'Customer service' is a misnomer. Serving customers is what companies do but the 'customer service department' is problem resolution. How companies deal with irate customers is an important part of their brand.

Remember in 2008 when Dave Carroll's guitar was broken on a United Airlines flight? They denied responsibility until, after nine months of employees showing 'complete indifference', Carroll released a song about it on YouTube which got millions of views. Only then did United Airlines apologise.

Before that, we had the hilarious video of a Comcast engineer falling asleep on a customer's sofa trying to get through to the Comcast call centre, which reinforced its reputation for terrible service.

Why don't companies try harder to solve customers' problems? Historically it was because individuals were not important enough to matter. Rather than solve problems, companies assume churn. (That the companies now outsource 'customer service' to call centres suggests their priorities.)

Since the 1980s, corporations have mostly been led by people from the financial side of the business. This has given rise to an overweighting of cost-cutting vs. growth, the side represented by marketing. Marketing is also the voice of the customer and that is largely ignored… unless one creates viral hits.

Let me relate an example. My wife and I flew from Florence to Las Vegas to judge the London International Awards. Despite booking with one airline, we were codeshared from Vueling to Iberia to British Airways. Our luggage didn't arrive, but we were told it would do so the next evening. When it didn't, the true comedy of errors began. We were told that our luggage could not be located and that we should just keeping calling back for updates. Days later, we were informed our luggage was still in Florence. BA said that Vueling had not loaded it on to the plane, but couldn't say why. First BA blamed Iberia, and then Vueling, despite them all being part of the same company.

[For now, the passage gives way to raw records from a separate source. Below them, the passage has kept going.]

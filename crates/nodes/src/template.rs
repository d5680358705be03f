//! Template rendering and expression evaluation for node form values.
//!
//! Form fields may contain `{{ … }}` expressions referencing the incoming
//! payload under the `data` name (`{{ data.name|upper }}`). Conditional
//! and loop nodes additionally evaluate bare expressions
//! (`data.counter.current > 2`) against the same context.
//!
//! Environments are built per call: expression sources live only for the
//! duration of the evaluation, so nothing borrows past the node's run.

use minijinja::{context, Environment};
use serde_json::Value;

use crate::payload::DataMap;

/// Whether a raw form value contains template syntax.
pub fn contains_template(raw: &str) -> bool {
    raw.contains("{{") && raw.contains("}}")
}

/// Render a template string against `{"data": data}`.
pub fn render(raw: &str, data: &DataMap) -> Result<String, minijinja::Error> {
    let env = Environment::new();
    env.render_str(raw, context! { data => data })
}

/// Evaluate an expression against `{"data": data}` and return its value.
pub fn eval_expression(expr: &str, data: &DataMap) -> Result<Value, minijinja::Error> {
    let env = Environment::new();
    let compiled = env.compile_expression(expr)?;
    let result = compiled.eval(context! { data => data })?;
    Ok(serde_json::to_value(&result).unwrap_or(Value::Null))
}

/// Evaluate an expression and reduce it to its truthiness.
pub fn eval_bool(expr: &str, data: &DataMap) -> Result<bool, minijinja::Error> {
    let env = Environment::new();
    let compiled = env.compile_expression(expr)?;
    Ok(compiled.eval(context! { data => data })?.is_true())
}

#[cfg(test)]
mod tests {
    use super::*;
    use serde_json::json;

    fn data(value: Value) -> DataMap {
        value.as_object().cloned().unwrap_or_default()
    }

    #[test]
    fn detects_template_syntax() {
        assert!(contains_template("{{ data.name }}"));
        assert!(!contains_template("plain text"));
        assert!(!contains_template("{{unclosed"));
    }

    #[test]
    fn renders_with_filters() {
        let d = data(json!({ "name": "Ada" }));
        assert_eq!(render("{{ data.name|upper }}", &d).unwrap(), "ADA");
    }

    #[test]
    fn evaluates_comparison_expressions() {
        let d = data(json!({ "counter": { "current": 3 } }));
        assert!(eval_bool("data.counter.current > 2", &d).unwrap());
        assert!(!eval_bool("data.counter.current > 5", &d).unwrap());
    }

    #[test]
    fn evaluates_path_expressions_to_values() {
        let d = data(json!({ "list": [1, 2, 3] }));
        assert_eq!(eval_expression("data.list", &d).unwrap(), json!([1, 2, 3]));
    }

    #[test]
    fn invalid_expression_is_an_error() {
        assert!(eval_bool("data.(", &DataMap::new()).is_err());
    }
}
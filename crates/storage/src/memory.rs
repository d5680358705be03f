//! The shared key-value store backing every storage service.
//!
//! One [`SharedStore`] plays the role an external key-value server does in
//! a multi-process deployment: lists for queues, string entries with
//! optional expiry for the cache, and named channels for pub/sub. All
//! services hold clones of the same store, and `SharedStore::global()`
//! hands out the lazily-created process-wide instance so independently
//! constructed services still observe each other's writes.

use std::collections::{HashMap, VecDeque};
use std::sync::{Arc, Mutex, OnceLock};
use std::time::Duration;

use tokio::sync::{oneshot, Notify};
use tokio::time::Instant;

static GLOBAL: OnceLock<SharedStore> = OnceLock::new();

#[derive(Default)]
struct ListSlot {
    items: VecDeque<String>,
    notify: Arc<Notify>,
}

struct CacheEntry {
    value: String,
    expires_at: Option<Instant>,
}

impl CacheEntry {
    fn is_expired(&self) -> bool {
        self.expires_at.is_some_and(|at| Instant::now() >= at)
    }
}

#[derive(Default)]
struct Inner {
    lists: Mutex<HashMap<String, ListSlot>>,
    entries: Mutex<HashMap<String, CacheEntry>>,
    channels: Mutex<HashMap<String, Vec<oneshot::Sender<String>>>>,
}

/// In-process key-value store with list, string, and channel primitives.
///
/// Cloning is cheap and every clone refers to the same data. The locks are
/// never held across an await point; blocking pops wait on a per-list
/// [`Notify`] whose stored permit closes the push/wait race.
#[derive(Clone, Default)]
pub struct SharedStore {
    inner: Arc<Inner>,
}

impl SharedStore {
    /// A fresh store sharing nothing with any other instance.
    pub fn new() -> Self {
        Self::default()
    }

    /// The process-wide store. Created lazily on first use; idempotent.
    pub fn global() -> SharedStore {
        GLOBAL.get_or_init(SharedStore::new).clone()
    }

    // ------------------------------------------------------------------
    // Lists (queues)
    // ------------------------------------------------------------------

    /// Left-push a value onto the named list and wake one blocked popper.
    pub fn list_push_front(&self, key: &str, value: String) {
        let mut lists = self.inner.lists.lock().expect("store lock poisoned");
        let slot = lists.entry(key.to_owned()).or_default();
        slot.items.push_front(value);
        slot.notify.notify_one();
    }

    /// Non-blocking right-pop; `None` when the list is empty.
    pub fn list_pop_back(&self, key: &str) -> Option<String> {
        let mut lists = self.inner.lists.lock().expect("store lock poisoned");
        lists.get_mut(key).and_then(|slot| slot.items.pop_back())
    }

    /// Blocking right-pop.
    ///
    /// `timeout` semantics match a blocking-pop command on an external
    /// store: `Some(0)` returns immediately, `Some(d)` waits up to `d`,
    /// `None` waits until a value is pushed.
    pub async fn list_pop_back_blocking(
        &self,
        key: &str,
        timeout: Option<Duration>,
    ) -> Option<String> {
        match timeout {
            Some(d) if d.is_zero() => self.list_pop_back(key),
            Some(d) => tokio::time::timeout(d, self.wait_pop(key)).await.ok(),
            None => Some(self.wait_pop(key).await),
        }
    }

    pub fn list_len(&self, key: &str) -> usize {
        let lists = self.inner.lists.lock().expect("store lock poisoned");
        lists.get(key).map(|slot| slot.items.len()).unwrap_or(0)
    }

    async fn wait_pop(&self, key: &str) -> String {
        loop {
            let notify = {
                let mut lists = self.inner.lists.lock().expect("store lock poisoned");
                let slot = lists.entry(key.to_owned()).or_default();
                if let Some(value) = slot.items.pop_back() {
                    return value;
                }
                slot.notify.clone()
            };
            // A push between the unlock above and this await leaves a
            // stored permit, so the wakeup cannot be lost.
            notify.notified().await;
        }
    }

    // ------------------------------------------------------------------
    // String entries (cache)
    // ------------------------------------------------------------------

    pub fn entry_set(&self, key: &str, value: String, ttl: Option<Duration>) {
        let mut entries = self.inner.entries.lock().expect("store lock poisoned");
        entries.insert(
            key.to_owned(),
            CacheEntry {
                value,
                expires_at: ttl.map(|d| Instant::now() + d),
            },
        );
    }

    pub fn entry_get(&self, key: &str) -> Option<String> {
        let mut entries = self.inner.entries.lock().expect("store lock poisoned");
        match entries.get(key) {
            Some(entry) if entry.is_expired() => {
                entries.remove(key);
                None
            }
            Some(entry) => Some(entry.value.clone()),
            None => None,
        }
    }

    pub fn entry_delete(&self, key: &str) {
        let mut entries = self.inner.entries.lock().expect("store lock poisoned");
        entries.remove(key);
    }

    pub fn entry_exists(&self, key: &str) -> bool {
        self.entry_get(key).is_some()
    }

    // ------------------------------------------------------------------
    // Channels (pub/sub)
    // ------------------------------------------------------------------

    /// Register a one-shot subscriber on the named channel.
    pub fn channel_subscribe(&self, channel: &str) -> oneshot::Receiver<String> {
        let (tx, rx) = oneshot::channel();
        let mut channels = self.inner.channels.lock().expect("store lock poisoned");
        channels.entry(channel.to_owned()).or_default().push(tx);
        rx
    }

    /// Deliver `value` to every current subscriber of the channel.
    ///
    /// Best-effort: with no subscriber the message is dropped, and a
    /// subscriber that went away is skipped. Returns the delivery count.
    pub fn channel_publish(&self, channel: &str, value: &str) -> usize {
        let subscribers = {
            let mut channels = self.inner.channels.lock().expect("store lock poisoned");
            channels.remove(channel).unwrap_or_default()
        };
        let mut delivered = 0;
        for tx in subscribers {
            if tx.send(value.to_owned()).is_ok() {
                delivered += 1;
            }
        }
        delivered
    }
}

#[cfg(test)]
mod tests {
    use super::*;

    #[tokio::test]
    async fn push_then_pop_is_fifo() {
        let store = SharedStore::new();
        store.list_push_front("q", "a".into());
        store.list_push_front("q", "b".into());
        store.list_push_front("q", "c".into());

        assert_eq!(store.list_pop_back("q").as_deref(), Some("a"));
        assert_eq!(store.list_pop_back("q").as_deref(), Some("b"));
        assert_eq!(store.list_pop_back("q").as_deref(), Some("c"));
        assert_eq!(store.list_pop_back("q"), None);
    }

    #[tokio::test]
    async fn blocking_pop_wakes_on_push() {
        let store = SharedStore::new();
        let waiter = store.clone();
        let handle =
            tokio::spawn(async move { waiter.list_pop_back_blocking("q", None).await });

        // Give the waiter a chance to park before pushing.
        tokio::task::yield_now().await;
        store.list_push_front("q", "hello".into());

        let popped = handle.await.expect("waiter panicked");
        assert_eq!(popped.as_deref(), Some("hello"));
    }

    #[tokio::test(start_paused = true)]
    async fn blocking_pop_times_out_on_empty_list() {
        let store = SharedStore::new();
        let popped = store
            .list_pop_back_blocking("q", Some(Duration::from_secs(2)))
            .await;
        assert_eq!(popped, None);
    }

    #[tokio::test]
    async fn zero_timeout_returns_immediately() {
        let store = SharedStore::new();
        assert_eq!(
            store.list_pop_back_blocking("q", Some(Duration::ZERO)).await,
            None
        );
    }

    #[tokio::test(start_paused = true)]
    async fn entries_expire_after_ttl() {
        let store = SharedStore::new();
        store.entry_set("k", "v".into(), Some(Duration::from_secs(60)));
        assert!(store.entry_exists("k"));

        tokio::time::advance(Duration::from_secs(61)).await;
        assert_eq!(store.entry_get("k"), None);
        assert!(!store.entry_exists("k"));
    }

    #[tokio::test]
    async fn publish_without_subscriber_is_dropped() {
        let store = SharedStore::new();
        assert_eq!(store.channel_publish("hook", "{}"), 0);
    }

    #[tokio::test]
    async fn subscriber_receives_published_message() {
        let store = SharedStore::new();
        let rx = store.channel_subscribe("hook");
        assert_eq!(store.channel_publish("hook", "payload"), 1);
        assert_eq!(rx.await.as_deref(), Ok("payload"));
    }
}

While on Twitter, begging the brands for information, a community found us. Rather than losing a single piece of luggage, Vueling hadn't loaded any luggage on to the plane leaving Florence airport. Hundreds of angry people trying to find their luggage had created the hashtag #vuelinglostmybag. A few Googles later, we saw that this happens frequently and they never inform customers that their luggage is not being loaded.

The rumours suggest that the planes aren't appropriate for the airport, so in windy weather, in order to reduce weight, they don't load luggage. Vueling refused to comment on the scandal. It was reported on BBC Radio 4, and received coverage in The Guardian because a High Court judge, overseeing a BA case, asked, in court, 32 times about his missing luggage, and had to withdraw. You get a sense of how annoying dealing with this company is, when a judge risks his professional credibility just to try to get a straight answer.

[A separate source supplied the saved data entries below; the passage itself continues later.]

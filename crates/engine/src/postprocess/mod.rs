//! Pluggable passes run after graph construction.

pub mod node_validator;
pub mod queue_mapper;

use std::collections::HashSet;

use crate::error::EngineError;
use crate::graph::FlowGraph;

pub use node_validator::NodeValidator;
pub use queue_mapper::QueueMapper;

/// A post-processing pass over the built graph.
///
/// `scope` restricts the pass to a subset of node ids (used for sub-DAG
/// iteration runs); `None` means the whole graph.
pub trait PostProcess {
    fn name(&self) -> &'static str;

    fn run(&self, graph: &FlowGraph, scope: Option<&HashSet<String>>) -> Result<(), EngineError>;
}

/// The standard pass order: queue mapping first so readiness checks see
/// the assigned queue names.
pub fn standard_passes() -> Vec<Box<dyn PostProcess>> {
    vec![Box::new(QueueMapper), Box::new(NodeValidator)]
}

Today, brand promises are too often shown to be hollow, whether by huge trust violations like VW's or 'little' ones like the firewall of call centres. Comcast's disconnection procedure is famously so aggressive that a startup called Airpower has launched that will cancel your cable for you for $5. That is, a service exists that deals with customer service for you because it's too painful to actually call them yourself.

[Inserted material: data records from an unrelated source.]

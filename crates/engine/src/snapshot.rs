//! Cross-process projection of the execution state.
//!
//! On every tracker transition the engine pings a background writer task,
//! which serializes the tracker's full state into the cache under
//! `workflow_execution:{workflowId}` with a TTL. Observers in other
//! processes render from this snapshot; the in-memory tracker stays
//! authoritative.

use std::sync::Arc;
use std::time::Duration;

use storage::CacheStore;
use tokio::sync::mpsc;
use tokio::task::JoinHandle;
use tracing::{debug, warn};

use crate::events::ExecutionStateTracker;

pub const STATE_KEY_PREFIX: &str = "workflow_execution:";
pub const STATE_TTL: Duration = Duration::from_secs(3600);

pub fn state_cache_key(workflow_id: &str) -> String {
    format!("{STATE_KEY_PREFIX}{workflow_id}")
}

/// Spawn the snapshot writer. Send `()` on the returned channel after
/// each state transition; the task coalesces pings into cache writes and
/// exits when every sender is dropped.
pub fn spawn_snapshot_writer(
    workflow_id: String,
    tracker: Arc<ExecutionStateTracker>,
    cache: CacheStore,
) -> (mpsc::UnboundedSender<()>, JoinHandle<()>) {
    let (tx, mut rx) = mpsc::unbounded_channel::<()>();
    let handle = tokio::spawn(async move {
        let key = state_cache_key(&workflow_id);
        while rx.recv().await.is_some() {
            // Drain queued pings; one write covers them all.
            while rx.try_recv().is_ok() {}

            match serde_json::to_value(tracker.full_state()) {
                Ok(state) => {
                    if let Err(error) = cache.set(&key, &state, Some(STATE_TTL)) {
                        warn!(%key, error = %error, "failed to write state snapshot");
                    } else {
                        debug!(%key, "state snapshot written");
                    }
                }
                Err(error) => warn!(error = %error, "failed to serialize state snapshot"),
            }
        }
    });
    (tx, handle)
}

/// Read another process's snapshot (or this one's) from the cache.
pub fn read_snapshot(
    cache: &CacheStore,
    workflow_id: &str,
) -> Result<Option<serde_json::Value>, storage::StoreError> {
    cache.get(&state_cache_key(workflow_id))
}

But while Comcast was voted Worst Company in America in 2014, the stock has continued to rise, thanks to cost-cutting, aggressive practices and lobbying to prevent competition. Since stock prices are often how CEOs are incentivised, there's been little reason to care what customers think. Rather than invest profits in better service, Comcast spent more than $6bn dollars last year buying back their own shares and paying dividends, benefiting only the shareholder.

After two weeks, and promises of having our luggage delivered to us, we were informed that it was at an airport hours away and we would have to collect it. How is Vueling's disregard for its customers affecting its brand? Reviews online are exclusively terrible, the brand seems irredeemably tarnished, yet it has done nothing to address the problem.

Perhaps one would assume that the parent company would take action – and indeed it has, but not in the way one would think. Rather, the CEO of Vueling was recently promoted to chairman of British Airways, which suggests that their brand promise, 'To Fly, To Serve', refers only to shareholders. When CMOs start becoming CEOs, we will know that there are no costs left to cut, and businesses will return to their proper function – as Peter Drucker pointed out – of both acquiring and retaining customers.